Saturday, November 24, 2007

Duly Noted

The Donald paid his annual visit to Beijing this week.

Donald Tsang, Chief Executive of the Hong Kong Special Administrative Region gave a status report to both President Hu Jintao and Premier Wen Jiabao separately.

The Chief Executive of Macau, Edmond Ho, also briefed the two senior leaders.

Tsang outlined his plans for Hong Kong in the next five years, told them the outcome of the recent district council election (the Pro-Beijing camp won), and the progress on constitutional reform.

In front of the cameras, Hu praised the bow-tied leader for developing the city's economy, improving people's livelihoods and raising the level of democracy. It's not clear exactly what kind of democracy he's referring to.

An interesting observation is I have never seen a senior leader whip out a notepad and pen to take notes until Tsang did yesterday. Most people would think his assistants would do the dictation for him. Or have an MP3 player recording the conversation.

But from the news footage, it looks like Tsang wants to make sure he's got the leader's words down correctly for his own records.

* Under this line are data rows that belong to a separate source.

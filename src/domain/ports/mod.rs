mod clock;
mod record_store;
mod snapshot_store;

pub use clock::Clock;
pub use record_store::RecordStore;
pub use snapshot_store::SnapshotStore;
/// Moves an exchange that never settled from `syncing` to `error`.
///
/// Armed for the lifetime of an exchange; an exchange future dropped
/// mid-flight runs this on the way out. The snapshot catches up on the next
/// persist.
struct ExchangeGuard<'a> {
    engine: &'a SyncEngine,
    armed: bool,
}

impl<'a> ExchangeGuard<'a> {
    fn new(engine: &'a SyncEngine) -> Self {
        Self { engine, armed: true }
    }

    fn disarm(mut self) {
        self.armed = false;
    }
}

impl Drop for ExchangeGuard<'_> {
    fn drop(&mut self) {
        if !self.armed {
            return;
        }

        let mut interrupted = false;
        self.engine.state.commit(|s| {
            if s.status == SyncStatus::Syncing {
                s.status = SyncStatus::Error;
                interrupted = true;
            }
        });
        if interrupted {
            tracing::warn!("sync exchange dropped before settling, entering error state");
            self.engine
                .events
                .emit(SyncEvent::StatusChanged { status: SyncStatus::Error });
        }
    }
}

/// Builder for SyncEngine with fluent API.
pub struct SyncEngineBuilder {
    config: SyncConfig,
    snapshots: Option<Arc<dyn SnapshotStore>>,
    clock: Option<Arc<dyn Clock>>,
}

impl SyncEngineBuilder {
    pub fn new() -> Self {
        Self {
            config: SyncConfig::default(),
            snapshots: None,
            clock: None,
        }
    }

    pub fn config(mut self, config: SyncConfig) -> Self {
        self.config = config;
        self
    }

    pub fn seed_peers(mut self, peers: Vec<String>) -> Self {
        self.config = self.config.seed_peers(peers);
        self
    }

    pub fn snapshot_store(mut self, snapshots: Arc<dyn SnapshotStore>) -> Self {
        self.snapshots = Some(snapshots);
        self
    }

    pub fn clock(mut self, clock: Arc<dyn Clock>) -> Self {
        self.clock = Some(clock);
        self
    }

    /// Build the engine. Defaults to an in-memory snapshot store and the
    /// system clock.
    pub fn build(self) -> Result<SyncEngine, SyncError> {
        let snapshots = self
            .snapshots
            .unwrap_or_else(|| Arc::new(DashMapSnapshotStore::new()));
        let clock = self.clock.unwrap_or_else(|| Arc::new(SystemClock::new()));
        SyncEngine::new(self.config, snapshots, clock)
    }
}
//! Sync Configuration
//!
//! Configuration for a sync engine instance.

use std::time::Duration;

/// Configuration for a sync engine.
#[derive(Debug, Clone, PartialEq, Eq)]
pub struct SyncConfig {
    /// Prefix for persisted snapshot keys (default: "splitsync")
    pub key_prefix: String,

    /// Peers connected during initialization (default: none)
    pub seed_peers: Vec<String>,

    /// Simulated latency of a full sync exchange (default: 100ms)
    pub sync_latency: Duration,

    /// Simulated peer handshake latency (default: 50ms)
    pub peer_latency: Duration,

    /// Simulated latency of stopping sync (default: 50ms)
    pub stop_latency: Duration,

    /// Number of progress steps in a group sync (default: 3)
    pub group_sync_steps: u32,

    /// Delay per group sync step (default: 200ms)
    pub group_step_delay: Duration,
}

impl Default for SyncConfig {
    fn default() -> Self {
        Self {
            key_prefix: "splitsync".to_string(),
            seed_peers: Vec::new(),
            sync_latency: Duration::from_millis(100),
            peer_latency: Duration::from_millis(50),
            stop_latency: Duration::from_millis(50),
            group_sync_steps: 3,
            group_step_delay: Duration::from_millis(200),
        }
    }
}

impl SyncConfig {
    pub fn new() -> Self {
        Self::default()
    }

    /// Set the snapshot key prefix.
    pub fn key_prefix(mut self, prefix: impl Into<String>) -> Self {
        self.key_prefix = prefix.into();
        self
    }

    /// Set the peers seeded on initialization.
    pub fn seed_peers(mut self, peers: Vec<String>) -> Self {
        self.seed_peers = peers;
        self
    }

    /// Set the sync exchange latency.
    pub fn sync_latency(mut self, latency: Duration) -> Self {
        self.sync_latency = latency;
        self
    }

    /// Set the peer handshake latency.
    pub fn peer_latency(mut self, latency: Duration) -> Self {
        self.peer_latency = latency;
        self
    }

    /// Set the stop latency.
    pub fn stop_latency(mut self, latency: Duration) -> Self {
        self.stop_latency = latency;
        self
    }

    /// Set the group sync countdown.
    pub fn group_sync(mut self, steps: u32, step_delay: Duration) -> Self {
        self.group_sync_steps = steps;
        self.group_step_delay = step_delay;
        self
    }

    /// Validate the configuration.
    pub fn validate(&self) -> Result<(), ConfigError> {
        if self.key_prefix.is_empty() {
            return Err(ConfigError::MissingKeyPrefix);
        }
        if self.group_sync_steps == 0 {
            return Err(ConfigError::ZeroGroupSyncSteps);
        }
        Ok(())
    }
}

/// Configuration validation errors.
#[derive(Debug, Clone, PartialEq, Eq, thiserror::Error)]
pub enum ConfigError {
    #[error("key_prefix is required")]
    MissingKeyPrefix,
    #[error("group_sync_steps must be at least 1")]
    ZeroGroupSyncSteps,
}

Or maybe he's writing down a shopping list of things to get at the Silk Market?

1 comment:

ks said...

in all fairness donald tsang has done an admirable job in hong kong in comparison to tung che wah. i have lived in hong kong under british rule. i am impressed by the amount of freedom hong kong people are enjoying. in the old days there is a lot of control of political thinking ,activities and civil liberties. strikes and demonstrations are shunned. offenders are extradicted out of the territory. hong kong people were political zombies. in the middle school where i was studying our headmaster was sacked for allowing a left leaning teacher taught in my class. chinese students from hong kong are famous for their politcal naiivite, subdue quietness in class. donald's note taking may be just a ploy to impresss his boss in beijing to show off his attentiveness that he does not leave important details to his secretary. may be this is the way it should be in order to be successful. a point well taken for us who are being employed.